As soon as a couple announces their engagement, a string of events follows. The bride chooses Maid of Honor and Bridesmaids, and the groom Best Man and groomsmen. (Usually the same number of people is selected for the bride and groom. They can be as many as ten girls and boys on each side.) It is an honor to be asked to be Maid of Honor and Best Man because they must be dependable and trustworthy enough to assist them with the wedding planning process and the ceremony on the wedding day. Major responsibilities for Maid of Honor are to help shop for bride’s dress and bridal party attire, host the bridal shower, plan bachelorette party, and physical assistance for the bride on the wedding day. Best Man arranges tuxedos, hosts bachelor party, and pays the officiant and other wedding vendors. Guests receive an invitation along with the names of department stores where the couple is registered for the wedding gifts. Gifts can be cash or items that the couple selected at the local stores, such as pots and pans, dinner plates, silverware, towels, sheets, blankets, small appliances, home decors, etc. and how many. This is what I call American rationalism: the concept of “Why don’t you give us what we want? You are going to give us a gift anyway. If you give us what we don’t want, we will return and exchange them with what we want anyway.” It makes sense, and everybody buys into this idea. Meantime, guests receive another invitation for the bridal shower that they are requested to bring another smaller gift or two. This is when many people cringe, but no one objects to it. After all, this is a happy occasion, and nobody wants to spoil it. The couple is determined to decorate their whole house with wedding gifts. On occasion, guests feel angry and disappointed when the couple splits up soon after their lavish wedding fiasco. There should be a rule that all the gifts are to be returned if the couple cannot successfully pass the first year anniversary. That may give them an incentive to stay together longer. Guests usually receive a thank-you note but not a return gift as in Japan. Just before the wedding, bachelor and bachelorette parties are held separately with the friends of the same sex. They can be a fun night-out with girls or boys only at a restaurant or a bar, a skiing or fishing trip for guys, or a nasty drinking party with strippers because this is the last chance to be a single.

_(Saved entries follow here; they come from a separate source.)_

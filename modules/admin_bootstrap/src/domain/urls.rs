//! Site URL composition

use crate::contract::{BootstrapError, SiteUrls};

impl SiteUrls {
    /// Derive the base and admin URLs
    ///
    /// The admin URL is the base URL, the admin path and a trailing `/`,
    /// joined as plain strings. A missing trailing `/` on the base is added
    /// first so the admin path never fuses with the last base segment.
    pub fn compose(base_url: &str, admin_path: &str) -> Result<Self, BootstrapError> {
        let base_url = base_url.trim();
        let parsed = url::Url::parse(base_url)
            .map_err(|e| BootstrapError::invalid("site.base_url", e.to_string()))?;

        if !matches!(parsed.scheme(), "http" | "https") {
            return Err(BootstrapError::invalid(
                "site.base_url",
                format!("unsupported scheme '{}'", parsed.scheme()),
            ));
        }
        if parsed.query().is_some() || parsed.fragment().is_some() {
            return Err(BootstrapError::invalid(
                "site.base_url",
                "must not contain a query or fragment",
            ));
        }

        let admin_path = admin_path.trim().trim_matches('/');
        if admin_path.is_empty() {
            return Err(BootstrapError::invalid("site.admin_path", "must not be empty"));
        }

        let mut base = base_url.to_string();
        if !base.ends_with('/') {
            base.push('/');
        }
        let admin = format!("{base}{admin_path}/");

        Ok(Self { base, admin })
    }

    /// Link to a public page below the base URL
    pub fn page(&self, path: &str) -> String {
        format!("{}{}", self.base, path.trim_start_matches('/'))
    }

    /// Link to an admin page below the admin URL
    pub fn admin_page(&self, path: &str) -> String {
        format!("{}{}", self.admin, path.trim_start_matches('/'))
    }
}
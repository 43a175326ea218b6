use thiserror::Error;

#[derive(Debug, Error)]
pub enum StoreError {
    #[error("database error: {0}")]
    Sqlx(#[from] sqlx::Error),

    #[error("error creating database directory: {0}")]
    Io(#[from] std::io::Error),

    #[error("corrupt row: {0}")]
    Corrupt(String),
}
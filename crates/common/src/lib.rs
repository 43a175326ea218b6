pub mod config;
pub mod logger;
pub mod models;

/// The fiat leg of every portfolio. Never traded directly; priced at 1.0.
pub const FIAT_ASSET: &str = "THB";

/// Order symbols must carry this suffix (e.g. `BTC_THB`).
pub const FIAT_PAIR_SUFFIX: &str = "_THB";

If you are young, have many friends who are getting married, and are often asked to be in a wedding, you need a small fortune to feel part of the group today in America. A typical bridesmaid who lives far needs to pay for a dress and shoes for the wedding, airfare and hotel rooms for the shower, bachelorette party, and wedding, plus a shower gift and a wedding gift. It can be quite costly. It can be an expensive weekend for the guests as well since the expenses such as transportation, hotel room, and food are not the couple’s responsibility.

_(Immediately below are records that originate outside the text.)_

use common::models::{AssetAllocation, Side, TradeIntent};

/// Bitkub rejects buy orders worth less than this.
pub const MIN_BUY_VALUE_THB: f64 = 10.0;

/// System-wide rounding rule: scale, round half away from zero, unscale.
pub fn round_to(value: f64, precision: i32) -> f64 {
    let ratio = 10f64.powi(precision);
    (value * ratio).round() / ratio
}

/// Terminal outcome of evaluating one allocation for one pass.
#[derive(Debug, Clone, PartialEq)]
pub enum PlanOutcome {
    WithinTolerance,
    /// Price <= 0 signals an upstream fetch failure; no sizing possible.
    PriceUnavailable,
    BelowMinimumBuy { amount_thb: f64 },
    Trade(TradeIntent),
}

/// Pure trade-sizing decision for a single non-fiat allocation.
///
/// A deviation exactly equal to the threshold does not trade. Trade value
/// rounds to 2 dp in THB, coin quantity to 8 dp.
pub fn evaluate(
    allocation: &AssetAllocation,
    total_value: f64,
    threshold_pct: f64,
) -> PlanOutcome {
    let deviation = (allocation.actual_pct - allocation.target_pct).abs();
    if deviation <= threshold_pct {
        return PlanOutcome::WithinTolerance;
    }

    let operation = if allocation.actual_pct > allocation.target_pct {
        Side::Sell
    } else {
        Side::Buy
    };

    let amount_thb = round_to((deviation / 100.0) * total_value, 2);

    if allocation.current_price <= 0.0 {
        return PlanOutcome::PriceUnavailable;
    }

    let coin_amount = round_to(amount_thb / allocation.current_price, 8);

    if operation == Side::Buy && amount_thb < MIN_BUY_VALUE_THB {
        return PlanOutcome::BelowMinimumBuy { amount_thb };
    }

    PlanOutcome::Trade(TradeIntent {
        asset: allocation.asset.clone(),
        operation,
        amount_thb,
        coin_amount,
        price: allocation.current_price,
        deviation,
    })
}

East or West, weddings are expensive. People say three daughters will bankrupt the parents. That is well said. Our one daughter is married, and two more to go for us. In Japan, wedding expenses are often divided in half between the bride and groom’s families, though the groom’s family has already given approximately $10,000 for the purchase of the household items for the newly wed’s home. In America, there is no such custom of betrothal money; therefore, the couple needs to solicit from the guests to the point of greed. I call this American rationalism again. My daughter told me that the bride’s family customarily pays for all the wedding expenses in the U.S. but we should be thankful because in her case the groom’s family and the couple also pitched in. This same daughter once told me when she was young that we should be glad that Santa Clause brought her bicycle and we did not have to pay for it. Huh?